Ahora, Celedonio Perellón vuelve a enfrentarse al mito como homenaje a Oscar Wilde en el centenario exacto de su muerte. Y lo hace de la mano de la realidad histórica de un lado, de la mano del sueño de otro. La minuciosidad casi histórica con que, en los dibujos a línea que acompañan al texto, describe el mundo oriental de Judea, que ha asumido en parte las costumbres del conquistador romano, sus ropajes, la riqueza de sus tiaras y diademas, contrasta con la libertad absoluta de los aguafuertes donde lo que hace Perellón es leer el mito de Salomé desde el interior, desde el sueño, tensamente erótico de la protagonista, que adopta formas diversas: oscuros animales en acecho, plantas que se retuercen, ojos alucinados del Bautista que clama para prohibir.
No hay aquí concesiones a la realidad inmediata: el ojo que vigila el desperezamiento desnudo de la mujer es ojo porque sueña, no porque ve; sus cabelleras hirsutas las ha soltado un viento de tragedia, el que incuba el deseo; y esas caras que trasparecen a través de las copas o de los cuerpos de mujer, como esos rostros que se asoman a las paredes en las casas embrujadas, vuelven a ser hijas de la noche, engendradas por la lubricidad que anima el subconsciente de la hija de Herodías.
Y la luna, ese metal de plata con el que el texto de Oscar Wilde teje la amenaza de la tragedia, preside con su blancura seca, vacía y redonda, todo ese mundo de erotismo desbordado, de erotismo mortífero, que lleva dentro de sí Salomé, segura de los estragos que su baile puede provocar en ese títere que llevó en la historia el nombre de Herodes.
Con la mezcla de minucioso realismo y de un onirismo erótica desatado, Celedonio Perellón sitúa la visión del mito de Salomé en una dimensión nueva: entre el cómic y el surrealismo, Perellón describe a un tiempo la historia de una época muy concreta, con los pormenores cotidianos y los detalles exigibles a la verosimilitud, y el mito sublimada del erotismo: que los protagonistas fueran, en la historia, y más todavía en la leyenda, unos seres llamados Herodes, Juan el Bautista, Salomé y Herodías, importa poco: nombres y personajes no son más que la diversa indumentaria que envuelve una pulsión universal, de todos los tiempos y países: el trabajo subconsciente y arrasador del amor, capa de llegar a la tragedia.

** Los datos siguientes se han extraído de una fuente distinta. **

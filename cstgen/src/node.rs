use std::collections::HashMap;
use std::fmt::{self, Display};

use abnf::{Base, RuleName};

use crate::visitor::VisitorContract;

/// Index of a node in a [`Schema`].
#[derive(Clone, Copy, PartialEq, Eq, Hash, PartialOrd, Ord, Debug)]
pub struct NodeId(usize);

impl NodeId {
    pub(crate) fn new(idx: usize) -> Self {
        NodeId(idx)
    }

    pub fn index(self) -> usize {
        self.0
    }
}

impl Display for NodeId {
    fn fmt(&self, f: &mut fmt::Formatter) -> fmt::Result {
        write!(f, "#{}", self.0)
    }
}

/// Where a node came from.
#[derive(Clone, Copy, PartialEq, Eq, Hash, Debug)]
pub enum Origin {
    /// The type of a grammar rule.
    Rule,
    /// An anonymous node, shared by every occurrence of its signature.
    Inner,
}

/// One alternative of a sum.
#[derive(Clone, PartialEq, Eq, Debug)]
pub struct Variant {
    pub name: String,
    pub payload: NodeId,
}

/// One member of a product.
#[derive(Clone, PartialEq, Eq, Debug)]
pub struct Field {
    pub name: String,
    pub ty: NodeId,
}

#[derive(Clone, PartialEq, Eq, Debug)]
pub enum Terminal {
    /// A quoted literal, matched ignoring case.
    Literal(String),
    /// Prose, opaque to the schema.
    Prose(String),
    /// A single digit symbol of some base.
    Digit(char),
    /// One numeric value, decomposed into digit fields.
    Value {
        base: Base,
        value: u32,
        digits: Vec<Field>,
    },
}

#[derive(Clone, PartialEq, Eq, Debug)]
pub enum NodeKind {
    Sum(Vec<Variant>),
    Product(Vec<Field>),
    Optional(NodeId),
    Sequence {
        inner: NodeId,
        min: u32,
        max: Option<u32>,
    },
    Terminal(Terminal),
}

#[derive(Clone, PartialEq, Eq, Debug)]
pub struct Node {
    /// Identifier of the generated type.
    pub name: String,
    /// Signature of the shape the node was built from.
    pub signature: String,
    pub origin: Origin,
    pub kind: NodeKind,
}

impl Node {
    pub fn is_sum(&self) -> bool {
        matches!(self.kind, NodeKind::Sum(_))
    }

    /// Variants of a sum, empty for everything else.
    pub fn variants(&self) -> &[Variant] {
        match &self.kind {
            NodeKind::Sum(variants) => variants,
            _ => &[],
        }
    }

    /// Fields of a product or numeric value, empty for everything else.
    pub fn fields(&self) -> &[Field] {
        match &self.kind {
            NodeKind::Product(fields) => fields,
            NodeKind::Terminal(Terminal::Value { digits, .. }) => digits,
            _ => &[],
        }
    }
}

/// The synthesized type schema.
///
/// Rule nodes come first, in rule declaration order, followed by inner nodes
/// in creation order.
#[derive(Clone, Debug, PartialEq, Eq)]
pub struct Schema {
    pub(crate) nodes: Vec<Node>,
    pub(crate) rules: Vec<(RuleName, NodeId)>,
    pub(crate) rule_index: HashMap<RuleName, NodeId>,
    pub(crate) inner_index: HashMap<String, NodeId>,
    pub(crate) contracts: Vec<VisitorContract>,
}

impl Schema {
    pub(crate) fn new(nodes: Vec<Node>, rules: Vec<(RuleName, NodeId)>) -> Self {
        let rule_index = rules.iter().cloned().collect();
        let inner_index = nodes
            .iter()
            .enumerate()
            .filter(|(_, n)| n.origin == Origin::Inner)
            .map(|(idx, n)| (n.name.clone(), NodeId(idx)))
            .collect();
        Schema {
            nodes,
            rules,
            rule_index,
            inner_index,
            contracts: Vec::new(),
        }
    }

    /// Panics if the id doesn't come from this schema.
    pub fn node(&self, id: NodeId) -> &Node {
        &self.nodes[id.0]
    }

    pub fn get(&self, id: NodeId) -> Option<&Node> {
        self.nodes.get(id.0)
    }

    pub fn len(&self) -> usize {
        self.nodes.len()
    }

    pub fn is_empty(&self) -> bool {
        self.nodes.is_empty()
    }

    pub fn nodes(&self) -> impl Iterator<Item = (NodeId, &Node)> {
        self.nodes.iter().enumerate().map(|(idx, n)| (NodeId(idx), n))
    }

    /// Rule names with their nodes, in declaration order.
    pub fn rules(&self) -> impl Iterator<Item = (&RuleName, NodeId)> {
        self.rules.iter().map(|(name, id)| (name, *id))
    }

    /// Node of a rule, ignoring case.
    pub fn rule(&self, name: &str) -> Option<NodeId> {
        let name = RuleName::new(name).ok()?;
        self.rule_index.get(&name).copied()
    }

    pub fn inners(&self) -> impl Iterator<Item = (NodeId, &Node)> {
        self.nodes().filter(|(_, n)| n.origin == Origin::Inner)
    }

    /// Inner node by generated name, e.g. `_ʺx30ʺ`.
    pub fn inner(&self, name: &str) -> Option<NodeId> {
        self.inner_index.get(name).copied()
    }

    pub fn sums(&self) -> impl Iterator<Item = (NodeId, &Node)> {
        self.nodes().filter(|(_, n)| n.is_sum())
    }

    /// Visitor contracts, one per sum in node order.
    pub fn contracts(&self) -> &[VisitorContract] {
        &self.contracts
    }

    pub fn contract(&self, sum: NodeId) -> Option<&VisitorContract> {
        self.contracts.iter().find(|c| c.sum == sum)
    }

    /// Rebuild the number a value terminal stands for from its digit fields.
    pub fn decode_value(&self, id: NodeId) -> Option<u32> {
        match &self.get(id)?.kind {
            NodeKind::Terminal(Terminal::Value { base, digits, .. }) => {
                digits.iter().try_fold(0u32, |acc, field| {
                    match self.get(field.ty)?.kind {
                        NodeKind::Terminal(Terminal::Digit(symbol)) => {
                            let digit = symbol.to_digit(base.radix())?;
                            acc.checked_mul(base.radix())?.checked_add(digit)
                        }
                        _ => None,
                    }
                })
            }
            _ => None,
        }
    }
}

Es lo que Celedonio Perellón devuelve al mito de Salomé: realismo histórico y onirismo desaforado en los dibujos y las láminas con que ha tratado de acercarse, una vez más, al mito del deseo y su labor de zapa en el sueño, como homenaje a esta magnífica figura que, hace poco más de cien años, Oscar Wilde supo leer de otra forma, libre de las atadura religiosas de donde procede, para expresar lo que quizá haya sido la fuerza motriz del siglo XX: la sexualidad como expresión más profunda de la vida íntima, exclusivamente propia, de cada individuo. Sólo la poesía y el sueño -y Sigmund Freud hurgará en esa dirección- pueden expresarla por encima de la razón; la poesía, el sueño... y otras formas artísticas: desde la ópera de Richard Strauss hasta este trabajo reciente de Perellón, prueba de su trato con el mundo subconsciente, más real siempre que lo palmario que tenemos ante la vista; porque un ojo ve, sobre todo, porque sueña.